The bulk of the funding, $1.4 million, would go to creating two paddle campsites where kayakers could stop for the night. They’d each have five screened sleeping platforms with electricity, for up to eight campers, and a picnic pavilion with outdoor grills and other amenities. It would be staffed by volunteers, who would take turns living in their RV there for several weeks at a time.
“They do this out west and there’s a waiting list for people who want to be hosts,” Harbin said.
Just under $100,000 would go to improving Brushy Branch, which is used by an estimated 200 people a week, Harbin said, many of them from out of state. Restrooms, a dock, a picnic pavilion, a fish-cleaning station and gravel parking would be added.
“And then we have something of a moon shot,” Harbin said, about the $20,000 that would pay for a feasibility study — to see if a spot in the river could be engineered to create whitewater rapids or a wave pool.
“We’re at the mercy of geology and I don’t know if it’s possible, but it’s worth exploring,” he said.
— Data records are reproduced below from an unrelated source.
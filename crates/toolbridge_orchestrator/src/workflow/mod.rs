//! Five-stage workflow: from user instructions to an executed API call.

mod context;
mod matcher;
mod types;

pub use context::render_tool_context;
pub use matcher::{ToolMatcher, UNKNOWN_TOOL, UrlKeywordMatcher};
pub use types::{WorkflowRequest, WorkflowResponse, WorkflowStage, WorkflowStatus};

use crate::prompt::{McpPromptRequest, PromptError, PromptRequest, PromptService};
use serde_json::Value;
use std::sync::Arc;
use toolbridge_http::{HttpClientService, HttpRequestSpec, HttpResponseSpec};
use toolbridge_tools::{RegisteredTool, ToolRegistry};

/// Runs workflow requests against a registry.
///
/// Stages run in order: tool retrieval, tool context generation, LLM
/// selection, API execution and optional response formatting. A failing
/// stage ends the run with a [`WorkflowResponse`] tagged with that stage;
/// [`execute`](Self::execute) itself never fails. Formatting failures are
/// not fatal.
#[derive(Clone)]
pub struct WorkflowOrchestrator {
    registry: Arc<ToolRegistry>,
    prompts: PromptService,
    http: HttpClientService,
    matcher: Arc<dyn ToolMatcher>,
}

impl core::fmt::Debug for WorkflowOrchestrator {
    fn fmt(&self, f: &mut core::fmt::Formatter<'_>) -> core::fmt::Result {
        f.debug_struct("WorkflowOrchestrator")
            .field("tools", &self.registry.len())
            .field("prompts", &self.prompts)
            .field("http", &self.http)
            .finish_non_exhaustive()
    }
}

impl WorkflowOrchestrator {
    /// Creates an orchestrator using [`UrlKeywordMatcher`].
    #[must_use]
    pub fn new(registry: Arc<ToolRegistry>, prompts: PromptService, http: HttpClientService) -> Self {
        tracing::info!("workflow orchestrator initialized");
        Self {
            registry,
            prompts,
            http,
            matcher: Arc::new(UrlKeywordMatcher),
        }
    }

    /// Replaces the tool matcher.
    #[must_use]
    pub fn with_matcher(mut self, matcher: impl ToolMatcher) -> Self {
        self.matcher = Arc::new(matcher);
        self
    }

    /// Runs the workflow for `request`.
    pub async fn execute(&self, request: &WorkflowRequest) -> WorkflowResponse {
        tracing::info!(
            instructions = %preview(&request.user_instructions),
            tools = request.tool_ids.len(),
            "starting workflow"
        );

        let tools = match self.retrieve_tools(&request.tool_ids) {
            Ok(tools) => tools,
            Err(error) => return fail(WorkflowStage::ToolRetrieval, error),
        };

        let context = render_tool_context(&tools);

        let (http_spec, selected_tool) = match self.select(request, &context, &tools).await {
            Ok(selection) => selection,
            Err(err) => {
                return fail(WorkflowStage::LlmSelection, format!("LLM selection error: {err}"));
            }
        };

        let outgoing = authenticate(&http_spec, &selected_tool, &tools);
        tracing::info!(method = %http_spec.method, url = %http_spec.url, "executing API call");
        let raw_response = match self.http.execute(&outgoing).await {
            Ok(response) => response,
            Err(err) => {
                return fail(WorkflowStage::ApiExecution, format!("API execution error: {err}"));
            }
        };
        tracing::info!(status = raw_response.status_code, "API call completed");

        let formatted_response = if request.format_response {
            self.format(request, &raw_response).await
        } else {
            None
        };

        tracing::info!(tool = %selected_tool, "workflow completed");
        WorkflowResponse {
            status: WorkflowStatus::Success,
            selected_tool: Some(selected_tool),
            http_spec: Some(http_spec),
            raw_response: Some(raw_response),
            formatted_response,
            error: None,
            error_stage: None,
        }
    }

    fn retrieve_tools(&self, tool_ids: &[String]) -> Result<Vec<RegisteredTool>, String> {
        let (found, missing) = self.registry.get_multiple(tool_ids);
        if missing.is_empty() {
            tracing::info!(count = found.len(), "retrieved tools");
            Ok(found)
        } else {
            Err(format!("Tools not found in registry: {missing:?}"))
        }
    }

    async fn select(
        &self,
        request: &WorkflowRequest,
        context: &str,
        tools: &[RegisteredTool],
    ) -> Result<(HttpRequestSpec, String), PromptError> {
        tracing::info!("asking model for an HTTP request");
        let prompt = McpPromptRequest::new(request.user_instructions.clone(), context);
        let http_spec = self.prompts.prompt_mcp(&prompt).await?.http_spec()?;

        let candidates: Vec<String> = tools.iter().map(|tool| tool.definition.name.clone()).collect();
        let selected = self.matcher.match_tool(&http_spec, &candidates);
        tracing::info!(tool = %selected, "identified selected tool");
        Ok((http_spec, selected))
    }

    async fn format(&self, request: &WorkflowRequest, response: &HttpResponseSpec) -> Option<String> {
        let body = match &response.body {
            None | Some(Value::Null) => "No response body".to_string(),
            Some(Value::String(text)) => text.clone(),
            Some(other) => other.to_string(),
        };

        let mut prompt = PromptRequest::new(format!(
            "Format this API response in a human-readable way: {body}"
        ))
        .with_context(format!("Original user request: {}", request.user_instructions));
        prompt.response_format_prompt = request.response_format_instructions.clone();

        tracing::info!("formatting API response");
        let formatted = self
            .prompts
            .prompt_normal(&prompt)
            .await
            .and_then(|reply| reply.text().map(str::to_string));
        match formatted {
            Ok(text) => Some(text),
            Err(err) => {
                tracing::warn!(
                    stage = %WorkflowStage::ResponseFormatting,
                    error = %err,
                    "response formatting failed, continuing without it"
                );
                None
            }
        }
    }
}

/// The request actually sent: the model's request plus the selected
/// config-backed tool's credential, when it targets that tool's origin.
/// The returned copy never leaves the orchestrator.
fn authenticate(http_spec: &HttpRequestSpec, selected: &str, tools: &[RegisteredTool]) -> HttpRequestSpec {
    let mut outgoing = http_spec.clone();
    if let Some(api) = tools
        .iter()
        .find(|tool| tool.definition.name == selected)
        .and_then(|tool| tool.tool.as_api_tool())
    {
        api.apply_credentials(&mut outgoing);
    }
    outgoing
}

fn fail(stage: WorkflowStage, error: String) -> WorkflowResponse {
    tracing::error!(stage = %stage, error = %error, "workflow failed");
    WorkflowResponse::failed(stage, error)
}

fn preview(text: &str) -> &str {
    text.char_indices().nth(50).map_or(text, |(idx, _)| &text[..idx])
}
There also would be two launch sites added, likely at the stadium and Old Dalton Road, along with signage and a bike share program managed through an online app.
“For $2 million, Floyd County would basically own the river trail, and make sure people end up in downtown Rome,” Harbin said.
Veterans Memorial and Redmond interchange, no cost given
Resident Nathan Roberts is advocating for the elimination of the traffic signal at Redmond and Veterans Memorial Highway by using the abandoned railroad easement to reroute traffic.
Westbound traffic would travel under the bridge before merging.
“It’s wide enough for a couple of lanes, maybe even a bike path,” Roberts told the committee.
Roberts did not have a cost estimate, however, and he came without a commitment from Berry College, which owns much of the land where the traffic would be rerouted. McCord said it’s a good idea, but would also need approval from the Georgia Department of Transportation, since Ga. 1 Loop — the bypass — is a state route.